Energy Tax Implications of the American Jobs Plan

Pillsbury Winthrop Shaw Pittman LLP

Pillsbury Winthrop Shaw Pittman LLP


  • The American Jobs Plan would provide significant extension and expansion of many existing renewable energy tax credits, and it would also provide direct payment options for certain tax benefits such as the investment tax credit and production tax credit.
  • The proposal also significantly expands available tax benefits for many energy transition assets such as battery storage, electric vehicles, carbon capture and hydrogen.

On March 31, 2021, the Biden administration released the American Jobs Plan, which aims to modernize infrastructure, stimulate job growth, and increase the United States’ global competitiveness.
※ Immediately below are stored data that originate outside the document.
use serde::{Deserialize, Serialize};

use crate::core::{AxisSelection, Margins, PlotArea, ScalePadding, Viewport};
use crate::error::{ChartError, ChartResult};

use super::TransitionTiming;

/// Which axis titles are drawn and whether they react to clicks.
#[derive(Debug, Clone, Copy, PartialEq, Eq, Default, Serialize, Deserialize)]
pub enum AxisTitleMode {
    /// Every field title of both axes; clicking one reselects the axis.
    #[default]
    AllFields,
    /// Only the initially selected field per axis; clicks are ignored.
    ActiveOnly,
}

/// Tooltip panel shift relative to its default spot centred above the marker.
#[derive(Debug, Clone, Copy, PartialEq, Serialize, Deserialize)]
pub struct TooltipOffset {
    pub dx: f64,
    pub dy: f64,
}

impl Default for TooltipOffset {
    fn default() -> Self {
        Self {
            dx: -80.0,
            dy: 50.0,
        }
    }
}

/// Public chart bootstrap configuration.
///
/// This type is serializable so host applications can persist/load chart setup
/// without inventing their own ad-hoc format.
#[derive(Debug, Clone, Copy, PartialEq, Serialize, Deserialize)]
pub struct ScatterChartConfig {
    #[serde(default)]
    pub viewport: Viewport,
    #[serde(default)]
    pub margins: Margins,
    #[serde(default = "default_marker_radius_px")]
    pub marker_radius_px: f64,
    /// Vertical shift of a marker label below the marker centre.
    #[serde(default = "default_marker_label_offset_px")]
    pub marker_label_offset_px: f64,
    #[serde(default)]
    pub padding: ScalePadding,
    #[serde(default = "default_tick_count")]
    pub tick_count: usize,
    #[serde(default)]
    pub timing: TransitionTiming,
    #[serde(default)]
    pub initial_selection: AxisSelection,
    #[serde(default)]
    pub title_mode: AxisTitleMode,
    #[serde(default)]
    pub tooltip_offset: TooltipOffset,
}

fn default_marker_radius_px() -> f64 {
    12.0
}

fn default_marker_label_offset_px() -> f64 {
    3.0
}

fn default_tick_count() -> usize {
    10
}

impl Default for ScatterChartConfig {
    fn default() -> Self {
        Self {
            viewport: Viewport::default(),
            margins: Margins::interactive(),
            marker_radius_px: default_marker_radius_px(),
            marker_label_offset_px: default_marker_label_offset_px(),
            padding: ScalePadding::default(),
            tick_count: default_tick_count(),
            timing: TransitionTiming::default(),
            initial_selection: AxisSelection::default(),
            title_mode: AxisTitleMode::AllFields,
            tooltip_offset: TooltipOffset::default(),
        }
    }
}

impl ScatterChartConfig {
    /// Static poverty/healthcare chart with one title per axis.
    #[must_use]
    pub fn basic() -> Self {
        Self {
            margins: Margins::basic(),
            title_mode: AxisTitleMode::ActiveOnly,
            ..Self::default()
        }
    }

    #[must_use]
    pub fn with_viewport(mut self, viewport: Viewport) -> Self {
        self.viewport = viewport;
        self
    }

    #[must_use]
    pub fn with_margins(mut self, margins: Margins) -> Self {
        self.margins = margins;
        self
    }

    #[must_use]
    pub fn with_initial_selection(mut self, selection: AxisSelection) -> Self {
        self.initial_selection = selection;
        self
    }

    #[must_use]
    pub fn with_timing(mut self, timing: TransitionTiming) -> Self {
        self.timing = timing;
        self
    }

    #[must_use]
    pub fn with_title_mode(mut self, title_mode: AxisTitleMode) -> Self {
        self.title_mode = title_mode;
        self
    }

    /// Checks every field and returns the derived plot area.
    pub fn validate(&self) -> ChartResult<PlotArea> {
        let plot = PlotArea::from_viewport(self.viewport, self.margins)?;
        if !self.marker_radius_px.is_finite() || self.marker_radius_px <= 0.0 {
            return Err(ChartError::InvalidData(
                "marker radius must be finite and > 0".to_owned(),
            ));
        }
        if !self.marker_label_offset_px.is_finite() {
            return Err(ChartError::InvalidData(
                "marker label offset must be finite".to_owned(),
            ));
        }
        if self.tick_count == 0 {
            return Err(ChartError::InvalidData(
                "tick count must be > 0".to_owned(),
            ));
        }
        if !self.tooltip_offset.dx.is_finite() || !self.tooltip_offset.dy.is_finite() {
            return Err(ChartError::InvalidData(
                "tooltip offset must be finite".to_owned(),
            ));
        }
        self.padding.validate()?;
        self.timing.validate()?;
        self.initial_selection.validate()?;
        Ok(plot)
    }

    pub fn to_json_pretty(&self) -> ChartResult<String> {
        serde_json::to_string_pretty(self)
            .map_err(|e| ChartError::InvalidData(format!("failed to serialize chart config: {e}")))
    }

    /// Parses a config; absent keys take their defaults.
    pub fn from_json_str(input: &str) -> ChartResult<Self> {
        let config: Self = serde_json::from_str(input)
            .map_err(|e| ChartError::InvalidData(format!("failed to parse chart config: {e}")))?;
        config.validate()?;
        Ok(config)
    }
}
//! scatter-rs: interactive scatter chart of US state health and demographic data.
//!
//! Records are loaded from CSV, fitted onto padded linear scales and turned
//! into backend-agnostic render frames. Clicking an axis title switches the
//! plotted field and animates ticks and markers towards the new scale.

pub mod api;
pub mod core;
pub mod error;
pub mod extensions;
pub mod interaction;
pub mod render;
pub mod telemetry;

#[cfg(feature = "gtk4-adapter")]
pub mod platform_gtk;

pub use api::{ScatterChart, ScatterChartConfig};
pub use error::{ChartError, ChartResult};
mod frame;
mod null_renderer;
mod primitives;
mod svg_backend;

pub use frame::{LayerPrimitives, RenderFrame};
pub use null_renderer::NullRenderer;
pub use primitives::{
    CirclePrimitive, Color, FontWeight, LinePrimitive, RectPrimitive, TextHAlign, TextPrimitive,
};
pub use svg_backend::{SvgRenderStats, SvgRenderer};

use crate::error::ChartResult;

/// Contract implemented by any rendering backend.
///
/// Backends receive a fully materialized, deterministic `RenderFrame` so
/// drawing code remains isolated from chart domain and interaction logic.
pub trait Renderer {
    fn render(&mut self, frame: &RenderFrame) -> ChartResult<()>;
}

#[cfg(feature = "cairo-backend")]
mod cairo_backend;
#[cfg(feature = "cairo-backend")]
pub use cairo_backend::{CairoContextRenderer, CairoRenderStats, CairoRenderer};
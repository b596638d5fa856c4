use serde::{Deserialize, Serialize};

use crate::error::{ChartError, ChartResult};
use crate::render::Renderer;

use super::{ChartSnapshot, ScatterChart};

pub const CHART_SNAPSHOT_JSON_SCHEMA_V1: u32 = 1;

#[derive(Debug, Clone, PartialEq, Serialize, Deserialize)]
pub struct ChartSnapshotJsonContractV1 {
    pub schema_version: u32,
    pub snapshot: ChartSnapshot,
}

impl ChartSnapshot {
    pub fn to_json_contract_v1_pretty(&self) -> ChartResult<String> {
        let payload = ChartSnapshotJsonContractV1 {
            schema_version: CHART_SNAPSHOT_JSON_SCHEMA_V1,
            snapshot: self.clone(),
        };
        serde_json::to_string_pretty(&payload).map_err(|e| {
            ChartError::InvalidData(format!("failed to serialize snapshot contract v1: {e}"))
        })
    }

    /// Accepts both a bare snapshot and a versioned contract payload.
    pub fn from_json_compat_str(input: &str) -> ChartResult<Self> {
        if let Ok(snapshot) = serde_json::from_str::<ChartSnapshot>(input) {
            return Ok(snapshot);
        }
        let payload: ChartSnapshotJsonContractV1 = serde_json::from_str(input).map_err(|e| {
            ChartError::InvalidData(format!("failed to parse snapshot json payload: {e}"))
        })?;
        if payload.schema_version != CHART_SNAPSHOT_JSON_SCHEMA_V1 {
            return Err(ChartError::InvalidData(format!(
                "unsupported snapshot schema version: {}",
                payload.schema_version
            )));
        }
        Ok(payload.snapshot)
    }
}

impl<R: Renderer> ScatterChart<R> {
    pub fn snapshot_json_contract_v1_pretty(&self) -> ChartResult<String> {
        self.snapshot().to_json_contract_v1_pretty()
    }
}
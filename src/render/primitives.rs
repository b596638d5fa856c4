use serde::{Deserialize, Serialize};

use crate::error::{ChartError, ChartResult};

/// RGBA color in normalized 0..=1 channel values.
#[derive(Debug, Clone, Copy, PartialEq, Serialize, Deserialize)]
pub struct Color {
    pub red: f64,
    pub green: f64,
    pub blue: f64,
    pub alpha: f64,
}

impl Color {
    #[must_use]
    pub const fn rgba(red: f64, green: f64, blue: f64, alpha: f64) -> Self {
        Self {
            red,
            green,
            blue,
            alpha,
        }
    }

    #[must_use]
    pub const fn rgb(red: f64, green: f64, blue: f64) -> Self {
        Self::rgba(red, green, blue, 1.0)
    }

    /// Builds an opaque color from 8-bit channels (`0x89, 0xbd, 0xd3`).
    #[must_use]
    pub const fn rgb8(red: u8, green: u8, blue: u8) -> Self {
        Self::rgb(
            red as f64 / 255.0,
            green as f64 / 255.0,
            blue as f64 / 255.0,
        )
    }

    pub fn validate(self) -> ChartResult<()> {
        for (channel, value) in [
            ("red", self.red),
            ("green", self.green),
            ("blue", self.blue),
            ("alpha", self.alpha),
        ] {
            if !value.is_finite() || !(0.0..=1.0).contains(&value) {
                return Err(ChartError::InvalidData(format!(
                    "color channel `{channel}` must be finite and in [0, 1]"
                )));
            }
        }
        Ok(())
    }

    /// CSS hex form without alpha, e.g. `#89bdd3`.
    #[must_use]
    pub fn to_hex(self) -> String {
        let channel = |value: f64| (value.clamp(0.0, 1.0) * 255.0).round() as u8;
        format!(
            "#{:02x}{:02x}{:02x}",
            channel(self.red),
            channel(self.green),
            channel(self.blue)
        )
    }
}

fn validate_finite(values: &[f64], what: &str) -> ChartResult<()> {
    if values.iter().all(|value| value.is_finite()) {
        Ok(())
    } else {
        Err(ChartError::InvalidData(format!(
            "{what} coordinates must be finite"
        )))
    }
}

/// Draw command for one line segment in pixel space.
#[derive(Debug, Clone, Copy, PartialEq)]
pub struct LinePrimitive {
    pub x1: f64,
    pub y1: f64,
    pub x2: f64,
    pub y2: f64,
    pub stroke_width: f64,
    pub color: Color,
}

impl LinePrimitive {
    #[must_use]
    pub const fn new(x1: f64, y1: f64, x2: f64, y2: f64, stroke_width: f64, color: Color) -> Self {
        Self {
            x1,
            y1,
            x2,
            y2,
            stroke_width,
            color,
        }
    }

    pub fn validate(self) -> ChartResult<()> {
        validate_finite(&[self.x1, self.y1, self.x2, self.y2], "line")?;
        if !self.stroke_width.is_finite() || self.stroke_width <= 0.0 {
            return Err(ChartError::InvalidData(
                "line stroke width must be finite and > 0".to_owned(),
            ));
        }
        self.color.validate()
    }
}

/// Filled rectangle with optional border, used for the tooltip panel.
#[derive(Debug, Clone, Copy, PartialEq)]
pub struct RectPrimitive {
    pub x: f64,
    pub y: f64,
    pub width: f64,
    pub height: f64,
    pub fill_color: Color,
    pub border_width: f64,
    pub border_color: Color,
    pub corner_radius: f64,
}

impl RectPrimitive {
    #[must_use]
    pub const fn new(x: f64, y: f64, width: f64, height: f64, fill_color: Color) -> Self {
        Self {
            x,
            y,
            width,
            height,
            fill_color,
            border_width: 0.0,
            border_color: fill_color,
            corner_radius: 0.0,
        }
    }

    #[must_use]
    pub const fn with_border(mut self, border_width: f64, border_color: Color) -> Self {
        self.border_width = border_width;
        self.border_color = border_color;
        self
    }

    #[must_use]
    pub const fn with_corner_radius(mut self, corner_radius: f64) -> Self {
        self.corner_radius = corner_radius;
        self
    }

    pub fn validate(self) -> ChartResult<()> {
        validate_finite(&[self.x, self.y], "rect")?;
        if !self.width.is_finite() || !self.height.is_finite() || self.width < 0.0 || self.height < 0.0
        {
            return Err(ChartError::InvalidData(
                "rect size must be finite and >= 0".to_owned(),
            ));
        }
        if !self.border_width.is_finite() || self.border_width < 0.0 {
            return Err(ChartError::InvalidData(
                "rect border width must be finite and >= 0".to_owned(),
            ));
        }
        if !self.corner_radius.is_finite() || self.corner_radius < 0.0 {
            return Err(ChartError::InvalidData(
                "rect corner radius must be finite and >= 0".to_owned(),
            ));
        }
        self.fill_color.validate()?;
        self.border_color.validate()
    }
}

/// Draw command for one scatter marker.
#[derive(Debug, Clone, Copy, PartialEq)]
pub struct CirclePrimitive {
    pub cx: f64,
    pub cy: f64,
    pub radius: f64,
    pub fill_color: Color,
    pub stroke_width: f64,
    pub stroke_color: Color,
}

impl CirclePrimitive {
    #[must_use]
    pub const fn new(cx: f64, cy: f64, radius: f64, fill_color: Color) -> Self {
        Self {
            cx,
            cy,
            radius,
            fill_color,
            stroke_width: 0.0,
            stroke_color: fill_color,
        }
    }

    #[must_use]
    pub const fn with_stroke(mut self, stroke_width: f64, stroke_color: Color) -> Self {
        self.stroke_width = stroke_width;
        self.stroke_color = stroke_color;
        self
    }

    pub fn validate(self) -> ChartResult<()> {
        validate_finite(&[self.cx, self.cy], "circle")?;
        if !self.radius.is_finite() || self.radius <= 0.0 {
            return Err(ChartError::InvalidData(
                "circle radius must be finite and > 0".to_owned(),
            ));
        }
        if !self.stroke_width.is_finite() || self.stroke_width < 0.0 {
            return Err(ChartError::InvalidData(
                "circle stroke width must be finite and >= 0".to_owned(),
            ));
        }
        self.fill_color.validate()?;
        self.stroke_color.validate()
    }
}

/// Horizontal text alignment relative to `TextPrimitive::x`.
#[derive(Debug, Clone, Copy, PartialEq, Eq)]
pub enum TextHAlign {
    Left,
    Center,
    Right,
}

#[derive(Debug, Clone, Copy, PartialEq, Eq, Default)]
pub enum FontWeight {
    #[default]
    Normal,
    Bold,
}

/// Draw command for one label in pixel space.
///
/// `y` is the text baseline. `rotation_deg` turns the text around its anchor,
/// negative values rotate counter-clockwise.
#[derive(Debug, Clone, PartialEq)]
pub struct TextPrimitive {
    pub text: String,
    pub x: f64,
    pub y: f64,
    pub font_size_px: f64,
    pub color: Color,
    pub h_align: TextHAlign,
    pub weight: FontWeight,
    pub rotation_deg: f64,
}

impl TextPrimitive {
    #[must_use]
    pub fn new(
        text: impl Into<String>,
        x: f64,
        y: f64,
        font_size_px: f64,
        color: Color,
        h_align: TextHAlign,
    ) -> Self {
        Self {
            text: text.into(),
            x,
            y,
            font_size_px,
            color,
            h_align,
            weight: FontWeight::Normal,
            rotation_deg: 0.0,
        }
    }

    #[must_use]
    pub fn with_weight(mut self, weight: FontWeight) -> Self {
        self.weight = weight;
        self
    }

    #[must_use]
    pub fn with_rotation(mut self, rotation_deg: f64) -> Self {
        self.rotation_deg = rotation_deg;
        self
    }

    pub fn validate(&self) -> ChartResult<()> {
        if self.text.is_empty() {
            return Err(ChartError::InvalidData(
                "text primitive must not be empty".to_owned(),
            ));
        }
        validate_finite(&[self.x, self.y, self.rotation_deg], "text")?;
        if !self.font_size_px.is_finite() || self.font_size_px <= 0.0 {
            return Err(ChartError::InvalidData(
                "font size must be finite and > 0".to_owned(),
            ));
        }
        self.color.validate()
    }
}
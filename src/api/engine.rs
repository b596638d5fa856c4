use crate::core::{Axis, AxisSelection, LinearScale, PlotArea, RecordSet, Viewport};
use crate::error::ChartResult;
use crate::extensions::ChartPlugin;
use crate::interaction::{
    AxisLabelState, HoverState, SelectionChange, SelectionController, SubscriptionId,
};
use crate::render::Renderer;

use super::transition::AxisState;
use super::validation::validate_render_style;
use super::{ChartEvent, RenderStyle, ScatterChartConfig};

/// Interactive scatter chart: records, scales, selection and animation clock.
///
/// The chart is driven entirely by its host. Pointer input arrives through
/// `pointer_*` calls, time through `advance_time`/`set_time`, and frames leave
/// through `render`.
pub struct ScatterChart<R: Renderer> {
    pub(super) renderer: R,
    pub(super) config: ScatterChartConfig,
    pub(super) style: RenderStyle,
    pub(super) plot: PlotArea,
    pub(super) records: RecordSet,
    pub(super) controller: SelectionController,
    pub(super) x_axis: AxisState,
    pub(super) y_axis: AxisState,
    pub(super) hover: HoverState,
    pub(super) clock_ms: f64,
    pub(super) plugins: Vec<Box<dyn ChartPlugin>>,
}

impl<R: Renderer> ScatterChart<R> {
    #[must_use]
    pub fn config(&self) -> &ScatterChartConfig {
        &self.config
    }

    #[must_use]
    pub fn viewport(&self) -> Viewport {
        self.config.viewport
    }

    #[must_use]
    pub fn plot_area(&self) -> PlotArea {
        self.plot
    }

    #[must_use]
    pub fn records(&self) -> &RecordSet {
        &self.records
    }

    #[must_use]
    pub fn selection(&self) -> AxisSelection {
        self.controller.selection()
    }

    /// Registers a callback invoked after every accepted axis-title click.
    pub fn subscribe(
        &mut self,
        callback: impl FnMut(&SelectionChange) + 'static,
    ) -> SubscriptionId {
        self.controller.subscribe(callback)
    }

    pub fn unsubscribe(&mut self, id: SubscriptionId) -> bool {
        self.controller.unsubscribe(id)
    }

    #[must_use]
    pub fn subscriber_count(&self) -> usize {
        self.controller.subscriber_count()
    }

    #[must_use]
    pub fn axis_labels(&self, axis: Axis) -> Vec<AxisLabelState> {
        self.controller.axis_labels(axis).into_vec()
    }

    /// Authoritative scale of `axis`, ignoring any running animation.
    #[must_use]
    pub fn scale(&self, axis: Axis) -> LinearScale {
        self.axis_state(axis).target_scale()
    }

    /// Scale currently used for the ticks of `axis`.
    #[must_use]
    pub fn displayed_scale(&self, axis: Axis) -> LinearScale {
        self.axis_state(axis).scale_at(self.clock_ms)
    }

    #[must_use]
    pub fn clock_ms(&self) -> f64 {
        self.clock_ms
    }

    #[must_use]
    pub fn is_animating(&self) -> bool {
        self.x_axis.is_animating() || self.y_axis.is_animating()
    }

    #[must_use]
    pub fn hovered_record(&self) -> Option<usize> {
        self.hover.hovered()
    }

    #[must_use]
    pub fn render_style(&self) -> RenderStyle {
        self.style
    }

    pub fn set_render_style(&mut self, style: RenderStyle) -> ChartResult<()> {
        self.style = validate_render_style(style)?;
        Ok(())
    }

    pub fn render(&mut self) -> ChartResult<()> {
        let frame = self.build_render_frame()?;
        self.renderer.render(&frame)?;
        self.emit_plugin_event(ChartEvent::Rendered);
        Ok(())
    }

    #[must_use]
    pub fn renderer(&self) -> &R {
        &self.renderer
    }

    pub fn renderer_mut(&mut self) -> &mut R {
        &mut self.renderer
    }

    #[must_use]
    pub fn into_renderer(self) -> R {
        self.renderer
    }

    pub(super) fn axis_state(&self, axis: Axis) -> &AxisState {
        match axis {
            Axis::X => &self.x_axis,
            Axis::Y => &self.y_axis,
        }
    }

    pub(super) fn axis_state_mut(&mut self, axis: Axis) -> &mut AxisState {
        match axis {
            Axis::X => &mut self.x_axis,
            Axis::Y => &mut self.y_axis,
        }
    }
}
use serde::{Deserialize, Serialize};
use smallvec::{SmallVec, smallvec};

use crate::core::{AxisSelection, Field, StateRecord, Viewport};

use super::layout_helpers::estimate_text_width;
use super::{RenderStyle, TooltipOffset};

/// Text shown in the floating panel of a hovered marker.
#[derive(Debug, Clone, PartialEq, Serialize, Deserialize)]
pub struct TooltipContent {
    pub record_index: usize,
    /// State name.
    pub title: String,
    /// One line per plotted field, x first.
    pub lines: SmallVec<[String; 2]>,
}

impl TooltipContent {
    #[must_use]
    pub fn for_record(record_index: usize, record: &StateRecord, selection: AxisSelection) -> Self {
        Self {
            record_index,
            title: record.state.clone(),
            lines: smallvec![
                field_line(selection.x(), record.value(selection.x())),
                field_line(selection.y(), record.value(selection.y())),
            ],
        }
    }

    /// Every line of the panel, title first.
    pub fn all_lines(&self) -> impl Iterator<Item = &str> {
        std::iter::once(self.title.as_str()).chain(self.lines.iter().map(String::as_str))
    }
}

/// `"<label> <value><suffix>"`, e.g. `Poverty: 20.1%`.
#[must_use]
pub fn field_line(field: Field, value: f64) -> String {
    format!(
        "{} {}{}",
        field.tooltip_label(),
        value,
        field.percent_suffix()
    )
}

/// Panel rectangle of a tooltip in canvas pixels.
#[derive(Debug, Clone, Copy, PartialEq, Serialize, Deserialize)]
pub struct TooltipPanel {
    pub left: f64,
    pub top: f64,
    pub width: f64,
    pub height: f64,
    pub line_height: f64,
}

/// Centres the panel above the marker, applies `offset` and keeps it inside
/// the viewport.
pub(super) fn layout_tooltip_panel(
    content: &TooltipContent,
    marker_x: f64,
    marker_y: f64,
    marker_radius: f64,
    offset: TooltipOffset,
    viewport: Viewport,
    style: RenderStyle,
) -> TooltipPanel {
    let font = style.tooltip_font_size_px;
    let line_height = font * style.tooltip_line_height_ratio;
    let text_width = content
        .all_lines()
        .map(|line| estimate_text_width(line, font, style))
        .fold(0.0, f64::max);
    let line_count = content.all_lines().count() as f64;
    let width = text_width + style.tooltip_padding_px * 2.0;
    let height = line_count * line_height + style.tooltip_padding_px * 2.0;

    let left = marker_x - width / 2.0 + offset.dx;
    let top = marker_y - marker_radius - height + offset.dy;
    let max_left = (f64::from(viewport.width) - width).max(0.0);
    let max_top = (f64::from(viewport.height) - height).max(0.0);

    TooltipPanel {
        left: left.clamp(0.0, max_left),
        top: top.clamp(0.0, max_top),
        width,
        height,
        line_height,
    }
}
While much of the American Jobs Plan focuses on infrastructure, it contains numerous tax-related references that could impact the energy industry, including the following:

  • Encouraging investment in electric vehicles. The Plan includes provisions to spur the domestic production of batteries and electric vehicles and would provide point-of-sale rebates and tax incentives to buy American-made electric vehicles.
  • Power infrastructure. The Plan calls for a targeted investment tax credit to incentivize the buildout of at least 20 gigawatts of high-voltage capacity power lines.
  • Renewable energy generation and delivery. The Plan proposes a 10-year extension and phase down of an expanded direct-pay investment tax credit and production tax credit for clean energy generation and storage, in an effort to modernize the power sector and to move toward 100-percent carbon pollution-free power by 2035.
  • Plugging orphan oil-and-gas wells and reclaiming abandoned mines. The Plan would commit an upfront $16 billion investment focused on plugging oil-and-gas wells and restoring and reclaiming abandoned coal and uranium mines.
  • Energy transition. The Plan focuses on building next-generation, cleaner energy industries. For example, the Infrastructure Plan would pair an investment in 15 decarbonized hydrogen demonstration projects in distressed communities with a new production tax credit.
  • Carbon capture. The Plan would also establish 10 pioneer carbon-capture retrofit projects for large steel, cement and chemical production facilities, as well as supporting large-scale sequestration efforts. In order to accelerate carbon capture efforts, the Plan would reform and expand the Section 45Q tax credit, making it direct pay and easier to use for hard-to-decarbonize industrial applications, direct air capture and retrofits of existing power plants.
  • Miscellaneous. In addition, the Plan contains a number of other recommendations that could indirectly benefit the energy sector, such as expanding the Section 48C tax credit.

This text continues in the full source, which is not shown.